WORK TO COMPLETE
Return the records exactly, with nothing added.

THE INPUT
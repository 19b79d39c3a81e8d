//! Finish: close counting and hand the zone to a checker.

use chrono::Utc;
use serde::{Deserialize, Serialize};
use tracing::{debug, info, warn};
use ts_rs::TS;

use stocktake_core::session::append_closing_note;
use stocktake_core::validation::{ensure_in_progress, validate_observations};
use stocktake_core::{CoreError, SessionId, ZoneEvent, ZoneState};

use super::InventoryWorkflow;
use crate::error::ServiceResult;
use crate::store::InventoryStore;

#[derive(Debug, Clone, Serialize, Deserialize, TS)]
#[ts(export)]
#[serde(rename_all = "camelCase")]
pub struct FinishCountRequest {
    pub session_id: SessionId,
    /// Closing note appended to the session's observation log.
    #[serde(default)]
    pub observations: String,
}

#[derive(Debug, Clone, PartialEq, Eq, Serialize, Deserialize, TS)]
#[ts(export)]
#[serde(rename_all = "camelCase")]
pub struct FinishCountResponse {
    pub session_id: SessionId,
    pub zone_state: ZoneState,
    pub scanned_count: usize,
}

impl<S: InventoryStore> InventoryWorkflow<S> {
    /// Ends counting: appends the closing note and moves the zone to
    /// `in_verification`. The scans stay cached for the checker.
    pub async fn finish(&self, request: FinishCountRequest) -> ServiceResult<FinishCountResponse> {
        let session_id = request.session_id;
        debug!(session_id, "finish");

        validate_observations(&request.observations)?;

        let guard = self.cache.lock(session_id).await;

        let session = self.load_session(session_id).await?;
        ensure_in_progress(&session)?;

        let Some(scans) = guard else {
            warn!(session_id, "Finish rejected: no scan slot for active session");
            return Err(CoreError::ScanDataLost(session_id).into());
        };

        let next = session.zone.state.apply(ZoneEvent::FinishCount)?;
        let log = append_closing_note(
            &session.session.observations,
            &request.observations,
            Utc::now(),
            self.settings.closing_note_header,
        );

        self.store
            .close_counting(session_id, session.zone.id, &log, session.zone.state, next)
            .await?;

        info!(
            session_id,
            zone_id = session.zone.id,
            scanned = scans.len(),
            zone_state = %next,
            "Count finished"
        );

        Ok(FinishCountResponse {
            session_id,
            zone_state: next,
            scanned_count: scans.len(),
        })
    }
}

YOUR RESPONSE
repository 19b79d39c3a81e8d
//! Finish: close counting and hand the zone to a checker.

use chrono::Utc;
use serde::{Deserialize, Serialize};
use tracing::{debug, info, warn};
use ts_rs::TS;

use stocktake_core::session::append_closing_note;
use stocktake_core::validation::{ensure_in_progress, validate_observations};
use stocktake_core::{CoreError, SessionId, ZoneEvent, ZoneState};

use super::InventoryWorkflow;
use crate::error::ServiceResult;
use crate::store::InventoryStore;

#[derive(Debug, Clone, Serialize, Deserialize, TS)]
#[ts(export)]
#[serde(rename_all = "camelCase")]
pub struct FinishCountRequest {
    pub session_id: SessionId,
    /// Closing note appended to the session's observation log.
    #[serde(default)]
    pub observations: String,
}

#[derive(Debug, Clone, PartialEq, Eq, Serialize, Deserialize, TS)]
#[ts(export)]
#[serde(rename_all = "camelCase")]
pub struct FinishCountResponse {
    pub session_id: SessionId,
    pub zone_state: ZoneState,
    pub scanned_count: usize,
}

impl<S: InventoryStore> InventoryWorkflow<S> {
    /// Ends counting: appends the closing note and moves the zone to
    /// `in_verification`. The scans stay cached for the checker.
    pub async fn finish(&self, request: FinishCountRequest) -> ServiceResult<FinishCountResponse> {
        let session_id = request.session_id;
        debug!(session_id, "finish");

        validate_observations(&request.observations)?;

        let guard = self.cache.lock(session_id).await;

        let session = self.load_session(session_id).await?;
        ensure_in_progress(&session)?;

        let Some(scans) = guard else {
            warn!(session_id, "Finish rejected: no scan slot for active session");
            return Err(CoreError::ScanDataLost(session_id).into());
        };

        let next = session.zone.state.apply(ZoneEvent::FinishCount)?;
        let log = append_closing_note(
            &session.session.observations,
            &request.observations,
            Utc::now(),
            self.settings.closing_note_header,
        );

        self.store
            .close_counting(session_id, session.zone.id, &log, session.zone.state, next)
            .await?;

        info!(
            session_id,
            zone_id = session.zone.id,
            scanned = scans.len(),
            zone_state = %next,
            "Count finished"
        );

        Ok(FinishCountResponse {
            session_id,
            zone_state: next,
            scanned_count: scans.len(),
        })
    }
}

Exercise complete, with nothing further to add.